── Source material ──
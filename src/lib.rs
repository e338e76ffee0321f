// Core infrastructure modules
pub mod core {
    pub mod errors;
}

// Two main concerns: the workflow graph and the scheduling engine
pub mod workflow; // graph model, validation, layout, definition loading
pub mod engine; // agent registry, scoring, dispatch, metrics

// Re-exports for convenience
pub use crate::core::errors::{LoomError, Result};
pub use engine::{
    find_best_agent, Agent, AgentRegistry, LoadSnapshot, LocalBackend, MetricsAggregator,
    Outcome, PerformanceRecord, Scheduler, SchedulerEvent, SchedulerHandle, WorkerBackend,
};
pub use workflow::{
    auto_layout, validate, LayoutConfig, Position, Priority, Task, TaskKind, TaskStatus,
    ValidationError, Workflow, WorkflowDefinition,
};

/// Install a global tracing subscriber honoring `RUST_LOG`.
/// Safe to call more than once; later calls are no-ops.
pub fn init_logging() {
    let _ = tracing_subscriber::fmt()
        .with_env_filter(tracing_subscriber::EnvFilter::from_default_env())
        .try_init();
}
───
*Activity*
State how many lines of the listing include "graph", and write nothing else.

*Exercise result*
2